[Records from a data collection]

++++++++

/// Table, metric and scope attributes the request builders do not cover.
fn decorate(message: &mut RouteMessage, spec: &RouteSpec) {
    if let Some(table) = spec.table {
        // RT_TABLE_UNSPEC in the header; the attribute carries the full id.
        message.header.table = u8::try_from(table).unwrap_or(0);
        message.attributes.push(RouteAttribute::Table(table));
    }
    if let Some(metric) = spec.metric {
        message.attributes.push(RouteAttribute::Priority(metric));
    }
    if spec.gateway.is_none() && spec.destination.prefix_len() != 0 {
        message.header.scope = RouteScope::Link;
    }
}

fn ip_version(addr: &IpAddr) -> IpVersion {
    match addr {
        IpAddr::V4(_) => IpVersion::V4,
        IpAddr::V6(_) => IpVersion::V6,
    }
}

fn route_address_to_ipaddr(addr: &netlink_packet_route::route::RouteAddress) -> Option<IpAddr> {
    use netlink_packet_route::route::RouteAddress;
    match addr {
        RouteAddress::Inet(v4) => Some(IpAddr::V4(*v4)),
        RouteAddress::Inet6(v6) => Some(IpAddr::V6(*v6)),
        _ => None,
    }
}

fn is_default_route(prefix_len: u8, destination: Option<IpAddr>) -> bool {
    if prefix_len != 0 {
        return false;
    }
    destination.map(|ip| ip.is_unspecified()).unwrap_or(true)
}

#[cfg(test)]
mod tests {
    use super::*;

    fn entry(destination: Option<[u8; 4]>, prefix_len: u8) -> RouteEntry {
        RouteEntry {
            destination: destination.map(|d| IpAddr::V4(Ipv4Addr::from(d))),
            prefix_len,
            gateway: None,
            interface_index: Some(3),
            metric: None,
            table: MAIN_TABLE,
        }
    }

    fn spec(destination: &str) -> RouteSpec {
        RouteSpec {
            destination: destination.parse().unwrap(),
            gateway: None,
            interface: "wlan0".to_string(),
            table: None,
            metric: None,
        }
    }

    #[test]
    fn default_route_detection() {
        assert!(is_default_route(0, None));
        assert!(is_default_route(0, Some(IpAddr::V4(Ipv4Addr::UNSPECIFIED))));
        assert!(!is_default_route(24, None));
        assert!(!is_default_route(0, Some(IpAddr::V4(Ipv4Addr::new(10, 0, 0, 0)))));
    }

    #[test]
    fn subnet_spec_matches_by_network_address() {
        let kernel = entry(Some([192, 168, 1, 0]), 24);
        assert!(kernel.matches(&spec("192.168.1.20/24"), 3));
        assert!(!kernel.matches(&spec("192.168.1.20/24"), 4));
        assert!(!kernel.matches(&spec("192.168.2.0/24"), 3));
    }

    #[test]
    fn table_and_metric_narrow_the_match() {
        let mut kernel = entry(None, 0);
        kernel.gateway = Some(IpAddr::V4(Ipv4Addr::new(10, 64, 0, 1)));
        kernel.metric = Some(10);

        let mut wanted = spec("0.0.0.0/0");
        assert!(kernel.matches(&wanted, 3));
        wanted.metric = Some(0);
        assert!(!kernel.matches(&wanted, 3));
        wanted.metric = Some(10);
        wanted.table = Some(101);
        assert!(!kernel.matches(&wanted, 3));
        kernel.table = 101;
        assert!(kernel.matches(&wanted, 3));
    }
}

++++++++

The answer must be every line of the records above that holds the word "attributes".

/// Table, metric and scope attributes the request builders do not cover.
        message.attributes.push(RouteAttribute::Table(table));
        message.attributes.push(RouteAttribute::Priority(metric));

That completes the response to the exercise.